It also looks like you'd multiply that result by 2 since you are looking for diameter and not the radius.

From the looks of it the lowest number if significant figures outlined in the problem is 3 so that will be to what precision you must state your final answer. So either submit 0.00191 m or 1.91*10^-3 m.

If this is not the case then I'm sure someone will reply with more help.
 
The image diameter can be determined from basic geometry by realizing that the rays from the two opposite sides of the sun crosses throught the optical center of the lens and continue straight onwards to the same points in the image of the sun in the focal plane of the lens. The angle between such two rays are the same on both sides of the lens.
 
big man, that isn't the case but thanks for the help! he wants the answer in mm.

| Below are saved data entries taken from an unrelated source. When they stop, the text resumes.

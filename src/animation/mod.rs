pub(crate) mod curve;
pub(crate) mod ease;
pub(crate) mod morph;
pub(crate) mod span;
pub(crate) mod window;
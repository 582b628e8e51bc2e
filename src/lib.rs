//! Screen-mirroring sessions for attached Android and iOS devices.
//!
//! [`mirror::SessionManager`] owns one external mirroring process per device;
//! [`registry::DeviceRegistry`] discovers devices and keeps their aliases;
//! [`service::ControlService`] is the request surface the daemon serves.

pub mod client;
pub mod config;
pub mod daemon;
pub mod device;
pub mod error;
pub mod mirror;
pub mod platform;
pub mod ports;
pub mod process;
pub mod protocol;
pub mod registry;
pub mod service;

pub use error::{MirrorError, Result};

Andrevdh, thanks for the responce but I don't quite follow you, can you explain some more? Is my method not even close on the right track?
 
You used the radius instead of the diameter of the sun in your calculation so the image size will be twice what you got. Notice that your image distance is equal to the focal length of the lens, since the object is very far away this is to be expected.
 
mr_coffee said:
big man, that isn't the case but thanks for the help! he wants the answer in mm.

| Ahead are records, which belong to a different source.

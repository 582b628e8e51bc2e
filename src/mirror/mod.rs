//! Mirroring sessions: one external child process per device.

pub mod manager;
pub mod session;
pub mod window;

pub use manager::SessionManager;
pub use session::{MirrorSession, SessionInfo, SessionKind, SessionKindTag, StopOutcome};
pub use window::WindowSignaller;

Andrevdh, thanks for the responce but I don't quite follow you, can you explain some more? Is my method not even close on the right track?

The significant figures thing was more of an additional suggestion and observation rather than the actual solution. It seems you missed this part of my post:

It also looks like you'd multiply that result by 2 since you are looking for diameter and not the radius

But no matter 'cause Andrevdh provided a more comprehensive reply to your problem.
 
big_man
Excuse me, I am usually in too much of a hurry. I do not read everything in the thread before I reply.

mr_coffee
my suggestion for using trig will come to the exact same formula. It is just nice to know where they come from, which gives one more confidence and pleasure in applying the formulas.

You have the sun on one side and its image on the other side of the lens. The rays from the sun coming from the extreme edges of the sun cross and continue straight onwards to the image. If one works just with half of these it is a matter of simple trig to solve the problem (ratios of sides of two tringles are the same).
 
haha no sorry man I wasn't saying that you missed what I said. I was pointing out to mr_coffee that I didn't mean the significant figures thing to be the solution his problem and that he must have missed the radius problem I tried to point out. I just added the significant figures comment because it is usually an issue on online submission programs that I've seen.

I just gave a half-arse reply as a quick response to his question because I was in a hurry, but you took the time to explain a good thought process to follow when doing optics problems.

So yeah, I'm glad you gave those good responses 'cause mine wasn't thorough and I my previous post wasn't directed towards you. :)
 
Sorry about that Big man, I didn't think your suggestion was right because when the professor was doing the problem i questioned why he didn't multipy the raidus by 2. He told me because it was spherical. So i didn't want to look like a tard and say, so what does that have to do with it? But you were correct!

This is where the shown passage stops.